> **Task details**
All that is needed is the line containing "pair of frame-oriented" together with each line after it, transcribed exactly to the end of the records.

> **Provided records**
//! Transport layer
//!
//! The connection talks to the server through a pair of frame-oriented
//! halves: [`FrameRead`] delivers inbound frames, [`FrameWrite`] sends
//! outbound ones. Any tokio byte stream can be adapted with [`split`].

mod registry;
mod stream;
mod tcp;

pub(crate) use registry::CursorRegistry;
pub use stream::{split, FrameReader, FrameWriter};
pub use tcp::connect_tcp;

use crate::error::Result;
use crate::protocol::Frame;

/// Inbound half of a transport
#[async_trait::async_trait]
pub trait FrameRead: Send {
    /// Read the next frame; `Ok(None)` means the peer closed cleanly
    async fn read_frame(&mut self) -> Result<Option<Frame>>;
}

/// Outbound half of a transport
#[async_trait::async_trait]
pub trait FrameWrite: Send {
    /// Write one frame and flush it
    async fn write_frame(&mut self, frame: &Frame) -> Result<()>;

    /// Shut the outbound direction down
    async fn shutdown(&mut self) -> Result<()>;
}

> **Written reply**
//! The connection talks to the server through a pair of frame-oriented
//! halves: [`FrameRead`] delivers inbound frames, [`FrameWrite`] sends
//! outbound ones. Any tokio byte stream can be adapted with [`split`].

mod registry;
mod stream;
mod tcp;

pub(crate) use registry::CursorRegistry;
pub use stream::{split, FrameReader, FrameWriter};
pub use tcp::connect_tcp;

use crate::error::Result;
use crate::protocol::Frame;

/// Inbound half of a transport
#[async_trait::async_trait]
pub trait FrameRead: Send {
    /// Read the next frame; `Ok(None)` means the peer closed cleanly
    async fn read_frame(&mut self) -> Result<Option<Frame>>;
}

/// Outbound half of a transport
#[async_trait::async_trait]
pub trait FrameWrite: Send {
    /// Write one frame and flush it
    async fn write_frame(&mut self, frame: &Frame) -> Result<()>;

    /// Shut the outbound direction down
    async fn shutdown(&mut self) -> Result<()>;
}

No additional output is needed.